Tuesday, March 16, 2010

Week 5 - Lecture - A Tale of Two Revolutions

This lecture discussed two people; Charles Dickens and William Cobbett. We talked about their ideas, their writing and why they were the 'Champions of the Countryside/Urban'.

Here were the other topics which we discussed, relating to Dickens and Cobbett:
The French Revolution
The English became very curious with the French Revolution, they were scared that the same thing would happen to them. People have different reasons as to why they think it didn't happen in England, perhaps it was that they experienced a snippet of the potential violence at the Peterloo Massacre.
It was expensive, income tax was created to pay for the war effort.

The Corn Laws
Products from other countries became more expensive, the products from your own area were cheaper so that you would only buy goods from your own area - keeping profit inside the country. Although there were downsides to this, it made the cost of bread even more expensive and the workers wages didn't go up - so they were earning the same but having to pay more.
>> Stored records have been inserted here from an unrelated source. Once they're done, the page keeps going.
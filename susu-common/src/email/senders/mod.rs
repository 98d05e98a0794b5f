pub mod mock_sender;
pub mod smtp_sender;
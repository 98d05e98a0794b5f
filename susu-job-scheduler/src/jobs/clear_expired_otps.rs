use susu_common::clock::Clock;
use susu_common::otp::OtpRecordStore;

use async_trait::async_trait;
use std::sync::Arc;

use crate::jobs::{Job, JobError};

pub struct ClearExpiredOtpsJob {
    otp_store: Arc<dyn OtpRecordStore>,
    clock: Arc<dyn Clock>,
    is_running: bool,
}

impl ClearExpiredOtpsJob {
    pub fn new(otp_store: Arc<dyn OtpRecordStore>, clock: Arc<dyn Clock>) -> Self {
        Self {
            otp_store,
            clock,
            is_running: false,
        }
    }
}

#[async_trait]
impl Job for ClearExpiredOtpsJob {
    fn name(&self) -> &'static str {
        "Clear Expired OTPs"
    }

    fn is_ready(&self) -> bool {
        !self.is_running
    }

    async fn execute(&mut self) -> Result<(), JobError> {
        self.is_running = true;

        let result = self.otp_store.delete_all_expired(self.clock.now()).await;

        self.is_running = false;

        let deleted_count = result?;
        log::info!("Deleted {deleted_count} expired OTP record(s)");

        Ok(())
    }
}
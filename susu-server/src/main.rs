use susu_common::clock::{Clock, SystemClock};
use susu_common::db::{self, DbAsyncPool};
use susu_common::delivery::OtpDispatcher;
use susu_common::email::senders::mock_sender::MockSender;
use susu_common::email::senders::smtp_sender::SmtpSender;
use susu_common::email::EmailSender;
use susu_common::otp::{OtpHasher, OtpIssuer, OtpRecordStore, OtpVerifier};
use susu_common::sms::senders::mock_sender::MockSmsSender;
use susu_common::sms::SmsSender;

use actix_protobuf::ProtoBufConfig;
use actix_web::web::Data;
use actix_web::{App, HttpServer};
use flexi_logger::{
    Age, Cleanup, Criterion, Duplicate, FileSpec, LogSpecification, Logger, Naming, WriteMode,
};
use std::sync::Arc;

mod env;
mod handlers;
mod services;

#[actix_web::main]
async fn main() -> std::io::Result<()> {
    let mut port = 9000u16;

    let mut args = std::env::args();

    // Eat the first argument, which is the relative path to the executable
    args.next();

    while let Some(arg) = args.next() {
        match arg.to_lowercase().as_str() {
            "--port" => {
                let port_str = {
                    let next_arg = args.next();

                    match next_arg {
                        Some(s) => s,
                        None => {
                            eprintln!("ERROR: --port option specified but no port was given");
                            std::process::exit(1);
                        }
                    }
                };

                port = {
                    let port_result = port_str.parse::<u16>();

                    match port_result {
                        Ok(p) => p,
                        Err(_) => {
                            eprintln!("ERROR: Incorrect format for port. Integer expected");
                            std::process::exit(1);
                        }
                    }
                };

                continue;
            }
            a => {
                eprintln!("ERROR: Invalid argument: {}", &a);
                std::process::exit(1);
            }
        }
    }

    let conf = match env::Config::from_env() {
        Ok(c) => c,
        Err(e) => {
            eprintln!("ERROR: {e}");
            std::process::exit(1);
        }
    };

    let log_spec = match LogSpecification::parse(&conf.log_level) {
        Ok(s) => s,
        Err(_) => {
            eprintln!(
                "WARNING: Invalid log level '{}'. Defaulting to info",
                conf.log_level
            );
            LogSpecification::info()
        }
    };

    let _logger = match Logger::with(log_spec)
        .log_to_file(FileSpec::default().directory("./logs"))
        .rotate(
            Criterion::Age(Age::Day),
            Naming::Timestamps,
            Cleanup::KeepLogAndCompressedFiles(60, 365),
        )
        .cleanup_in_background_thread(true)
        .duplicate_to_stdout(Duplicate::All)
        .write_mode(WriteMode::Async)
        .format(|writer, now, record| {
            write!(
                writer,
                "{:5} | {} | {}:{} | {}",
                record.level(),
                now.format("%Y-%m-%dT%H:%M:%S%.6fZ"),
                record.module_path().unwrap_or("<unknown>"),
                record.line().unwrap_or(0),
                record.args()
            )
        })
        .use_utc()
        .start()
    {
        Ok(l) => l,
        Err(e) => {
            eprintln!("ERROR: Failed to start logger: {e}");
            std::process::exit(1);
        }
    };

    let actix_workers = conf.actix_worker_count;

    // To prevent resource starvation, max connections must be at least as large as the number of
    // actix workers
    let db_max_connections = conf.db_max_connections.max(actix_workers as u32);

    log::info!("Connecting to database...");

    let db_async_pool: DbAsyncPool =
        match db::create_db_async_pool(&conf.database_uri(), db_max_connections).await {
            Ok(p) => p,
            Err(e) => {
                log::error!("Failed to create database pool: {e}");
                std::process::exit(1);
            }
        };

    if let Err(e) = db_async_pool.get().await {
        log::error!("Failed to connect to database: {e}");
        std::process::exit(1);
    }

    log::info!("Successfully connected to database");

    let otp_hasher = match OtpHasher::new(&conf.otp_hashing_key) {
        Ok(h) => Arc::new(h),
        Err(e) => {
            log::error!("{e}");
            std::process::exit(1);
        }
    };

    let email_sender: EmailSender = if conf.email_enabled {
        log::info!("Connecting to SMTP relay...");

        let smtp_sender = match SmtpSender::new(
            &conf.smtp_address,
            &conf.smtp_username,
            &conf.smtp_password,
        ) {
            Ok(s) => s,
            Err(e) => {
                log::error!("Failed to create SMTP sender: {e}");
                std::process::exit(1);
            }
        };

        log::info!("SMTP relay configured");

        Box::new(smtp_sender)
    } else {
        log::info!("Emails are disabled. Using mock email sender.");
        Box::new(MockSender::new())
    };

    let sms_sender: Option<SmsSender> = if conf.sms_enabled {
        log::info!("SMS is enabled. Using mock SMS sender.");
        Some(Box::new(MockSmsSender::new()))
    } else {
        log::info!("SMS is disabled. Phone identifiers will be rejected.");
        None
    };

    let otp_store: Arc<dyn OtpRecordStore> =
        Arc::new(db::otp::Dao::new(&db_async_pool));
    let clock: Arc<dyn Clock> = Arc::new(SystemClock);

    let otp_issuer = Data::new(OtpIssuer::new(
        Arc::clone(&otp_store),
        Arc::clone(&otp_hasher),
        Arc::clone(&clock),
        conf.otp_settings(),
    ));
    let otp_verifier = Data::new(OtpVerifier::new(otp_store, otp_hasher, clock));
    let otp_dispatcher = Data::new(OtpDispatcher::new(
        email_sender,
        sms_sender,
        conf.email_from_address.clone(),
        conf.email_reply_to_address.clone(),
        conf.otp_lifetime,
    ));

    let db_async_pool = Data::new(db_async_pool);
    let conf = Data::new(conf);

    let base_addr = format!("127.0.0.1:{}", &port);
    log::info!("Listening on {base_addr}");

    HttpServer::new(move || {
        App::new()
            .app_data(db_async_pool.clone())
            .app_data(conf.clone())
            .app_data(otp_issuer.clone())
            .app_data(otp_verifier.clone())
            .app_data(otp_dispatcher.clone())
            .app_data(ProtoBufConfig::default())
            .configure(services::api::configure)
            .wrap(actix_web::middleware::Logger::default())
    })
    .workers(actix_workers)
    .bind(base_addr)?
    .run()
    .await?;

    Ok(())
}
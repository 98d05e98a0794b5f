use async_trait::async_trait;
use std::time::SystemTime;
use uuid::Uuid;

use crate::db::DaoError;
use crate::models::otp_record::{NewOtpRecord, OtpRecord};
use crate::otp::OtpPurpose;

#[derive(Clone, Copy, Debug, PartialEq, Eq)]
pub enum Replacement {
    /// Older unused records for the pair were invalidated and the new record stored.
    Issued,
    /// A record for the pair was created after the cooldown start. Nothing was written.
    CoolingDown { last_issued_at: SystemTime },
}

/// Persistence for OTP records. Each operation is atomic on its own; callers never hold
/// state between calls.
#[async_trait]
pub trait OtpRecordStore: Send + Sync {
    /// Checks the cooldown, invalidates every unused record for the new record's
    /// (identifier, purpose) and inserts the new record as one unit.
    async fn replace_live_record(
        &self,
        new_record: &NewOtpRecord<'_>,
        cooldown_start: SystemTime,
    ) -> Result<Replacement, DaoError>;

    /// Most recently created record for the pair that is unused and unexpired at `now`.
    async fn find_live_record(
        &self,
        identifier: &str,
        purpose: OtpPurpose,
        now: SystemTime,
    ) -> Result<Option<OtpRecord>, DaoError>;

    /// Marks the record used if it is still unused. Returns whether this call did so.
    async fn consume(&self, id: Uuid) -> Result<bool, DaoError>;

    /// Takes one attempt against an unused record whose attempts are still under the
    /// ceiling, in a single atomic step. Returns the attempt number taken, or `None` when
    /// no attempt is left. A code may only be compared after a successful claim.
    async fn claim_attempt(&self, id: Uuid) -> Result<Option<i32>, DaoError>;

    async fn delete_all_expired(&self, now: SystemTime) -> Result<usize, DaoError>;
}
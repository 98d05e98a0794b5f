use rand::Rng;
use std::fmt;
use std::time::Duration;

use crate::db::DaoError;
use crate::threadrand::SecureRng;

mod purpose;

pub mod hasher;
pub mod issuer;
pub mod memory;
pub mod store;
pub mod verifier;

pub use hasher::OtpHasher;
pub use issuer::OtpIssuer;
pub use purpose::{OtpPurpose, UnknownPurpose};
pub use store::{OtpRecordStore, Replacement};
pub use verifier::OtpVerifier;

pub const OTP_LENGTH: usize = 6;
pub const OTP_LIFETIME: Duration = Duration::from_secs(10 * 60);
pub const OTP_RESEND_COOLDOWN: Duration = Duration::from_secs(60);
pub const OTP_MAX_ATTEMPTS: i32 = 3;

pub struct Otp {}

impl Otp {
    /// Decimal digits drawn uniformly from a CSPRNG. Leading zeros are kept.
    pub fn generate(length: usize) -> String {
        let mut rng = SecureRng;
        (0..length)
            .map(|_| (b'0' + rng.gen_range(0..10)) as char)
            .collect()
    }
}

/// Tunables shared by the issuer and verifier.
#[derive(Clone, Copy, Debug, PartialEq, Eq)]
pub struct OtpSettings {
    pub length: usize,
    pub lifetime: Duration,
    pub resend_cooldown: Duration,
    pub max_attempts: i32,
}

impl Default for OtpSettings {
    fn default() -> Self {
        Self {
            length: OTP_LENGTH,
            lifetime: OTP_LIFETIME,
            resend_cooldown: OTP_RESEND_COOLDOWN,
            max_attempts: OTP_MAX_ATTEMPTS,
        }
    }
}

#[derive(Debug)]
pub enum OtpError {
    RateLimited { retry_after_secs: u64 },
    StoreUnavailable(DaoError),
}

impl std::error::Error for OtpError {}

impl fmt::Display for OtpError {
    fn fmt(&self, f: &mut fmt::Formatter<'_>) -> fmt::Result {
        match self {
            OtpError::RateLimited { retry_after_secs } => {
                write!(
                    f,
                    "OtpError: A code was sent recently, retry in {retry_after_secs} seconds"
                )
            }
            OtpError::StoreUnavailable(e) => write!(f, "OtpError: Store unavailable: {e}"),
        }
    }
}

impl From<DaoError> for OtpError {
    fn from(error: DaoError) -> Self {
        OtpError::StoreUnavailable(error)
    }
}

#[cfg(test)]
mod tests {
    use super::*;
    use std::collections::HashSet;

    #[test]
    fn test_generate_produces_digits_of_requested_length() {
        for length in [1, 4, 6, 8, 12] {
            let otp = Otp::generate(length);
            assert_eq!(otp.len(), length);
            assert!(otp.bytes().all(|b| b.is_ascii_digit()));
        }

        assert_eq!(Otp::generate(0), "");
    }

    #[test]
    fn test_generate_covers_every_digit() {
        let mut seen = HashSet::new();
        for _ in 0..200 {
            seen.extend(Otp::generate(OTP_LENGTH).chars());
        }

        assert_eq!(seen.len(), 10);
    }

    #[test]
    fn test_generate_keeps_leading_zeros() {
        let found_leading_zero = (0..5000).any(|_| Otp::generate(OTP_LENGTH).starts_with('0'));
        assert!(found_leading_zero);
    }

    #[test]
    fn test_default_settings() {
        let settings = OtpSettings::default();

        assert_eq!(settings.length, 6);
        assert_eq!(settings.lifetime, Duration::from_secs(600));
        assert_eq!(settings.resend_cooldown, Duration::from_secs(60));
        assert_eq!(settings.max_attempts, 3);
    }
}
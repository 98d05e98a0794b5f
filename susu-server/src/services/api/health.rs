use actix_web::web::*;

use crate::handlers::health;

pub fn configure(cfg: &mut ServiceConfig) {
    cfg.route("/heartbeat", get().to(health::heartbeat))
        .route("/health", get().to(health::health));
}
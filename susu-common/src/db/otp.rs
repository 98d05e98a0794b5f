use async_trait::async_trait;
use diesel::sql_types::Text;
use diesel::{dsl, ExpressionMethods, OptionalExtension, QueryDsl, SelectableHelper};
use diesel_async::RunQueryDsl;
use std::time::SystemTime;
use uuid::Uuid;

use crate::db::{DaoError, DbAsyncPool};
use crate::models::otp_record::{NewOtpRecord, OtpRecord};
use crate::otp::{OtpPurpose, OtpRecordStore, Replacement};

use crate::schema::otp_records as otp_record_fields;
use crate::schema::otp_records::dsl::otp_records;

pub struct Dao {
    db_async_pool: DbAsyncPool,
}

impl Dao {
    pub fn new(db_async_pool: &DbAsyncPool) -> Self {
        Self {
            db_async_pool: db_async_pool.clone(),
        }
    }
}

#[async_trait]
impl OtpRecordStore for Dao {
    async fn replace_live_record(
        &self,
        new_record: &NewOtpRecord<'_>,
        cooldown_start: SystemTime,
    ) -> Result<Replacement, DaoError> {
        let mut db_connection = self.db_async_pool.get().await?;

        // Issues for the same pair queue up behind this lock until the transaction ends
        let lock_key = format!("otp:{}:{}", new_record.purpose, new_record.identifier);

        db_connection
            .build_transaction()
            .run::<_, DaoError, _>(|conn| {
                Box::pin(async move {
                    diesel::sql_query("SELECT pg_advisory_xact_lock(hashtext($1))")
                        .bind::<Text, _>(&lock_key)
                        .execute(conn)
                        .await?;

                    let last_issued_at = otp_records
                        .select(otp_record_fields::created_at)
                        .filter(otp_record_fields::identifier.eq(new_record.identifier))
                        .filter(otp_record_fields::purpose.eq(new_record.purpose))
                        .filter(otp_record_fields::created_at.gt(cooldown_start))
                        .order(otp_record_fields::created_at.desc())
                        .first::<SystemTime>(conn)
                        .await
                        .optional()?;

                    if let Some(last_issued_at) = last_issued_at {
                        return Ok(Replacement::CoolingDown { last_issued_at });
                    }

                    dsl::update(
                        otp_records
                            .filter(otp_record_fields::identifier.eq(new_record.identifier))
                            .filter(otp_record_fields::purpose.eq(new_record.purpose))
                            .filter(otp_record_fields::used.eq(false)),
                    )
                    .set(otp_record_fields::used.eq(true))
                    .execute(conn)
                    .await?;

                    dsl::insert_into(otp_records)
                        .values(new_record)
                        .execute(conn)
                        .await?;

                    Ok(Replacement::Issued)
                })
            })
            .await
    }

    async fn find_live_record(
        &self,
        identifier: &str,
        purpose: OtpPurpose,
        now: SystemTime,
    ) -> Result<Option<OtpRecord>, DaoError> {
        let mut conn = self.db_async_pool.get().await?;

        Ok(otp_records
            .select(OtpRecord::as_select())
            .filter(otp_record_fields::identifier.eq(identifier))
            .filter(otp_record_fields::purpose.eq(purpose))
            .filter(otp_record_fields::used.eq(false))
            .filter(otp_record_fields::expires_at.gt(now))
            .order(otp_record_fields::created_at.desc())
            .first(&mut conn)
            .await
            .optional()?)
    }

    async fn consume(&self, id: Uuid) -> Result<bool, DaoError> {
        let mut conn = self.db_async_pool.get().await?;

        let rows_affected = dsl::update(
            otp_records
                .find(id)
                .filter(otp_record_fields::used.eq(false)),
        )
        .set(otp_record_fields::used.eq(true))
        .execute(&mut conn)
        .await?;

        Ok(rows_affected == 1)
    }

    async fn claim_attempt(&self, id: Uuid) -> Result<Option<i32>, DaoError> {
        let mut conn = self.db_async_pool.get().await?;

        Ok(dsl::update(
            otp_records
                .find(id)
                .filter(otp_record_fields::used.eq(false))
                .filter(otp_record_fields::attempts.lt(otp_record_fields::max_attempts)),
        )
        .set(otp_record_fields::attempts.eq(otp_record_fields::attempts + 1))
        .returning(otp_record_fields::attempts)
        .get_result::<i32>(&mut conn)
        .await
        .optional()?)
    }

    async fn delete_all_expired(&self, now: SystemTime) -> Result<usize, DaoError> {
        let mut conn = self.db_async_pool.get().await?;

        Ok(
            diesel::delete(otp_records.filter(otp_record_fields::expires_at.le(now)))
                .execute(&mut conn)
                .await?,
        )
    }
}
Making the poor, poorer.
People began looking for different new jobs, a lot of people fled to the cities.

The Poor
The Speenhanland System - aimed to take away the stresses of high rising prices.
It created the workhouses; men women and children were separated and made to work all day everyday. The conditions were beyond poor, the people who ran the workhouses had worked out how much they could feed the poor to keep them alive but at the same time slowly kill them. It criminalised the poor.

William Cobbett
The Champion of the Country.
Cobbett was an anti-radical who became a radical...the plight of the farm workers was what changed him in the 19th century.
Cobbett spent 20 years away in America, when he returned to England he was shocked at the state of the country side. Due to the Corn Laws and several other reasons people have fled the country side to find jobs else where. Cobbett believed that the countryside should be filled with people/communities all the time.
He was a very passionate man, writing 'Rural Rides' at nearly 60 shows how he continued to be passionate right through his life. Rural Rides was written about the country side, he rode around the country for a long time taking in the new countryside which he was faced with.

Charles Dickens
The Champion of the City.
He was a campaigning journalist, he wrote a lot of his books in series's within newspapers (sort of the Eastenders of his time!)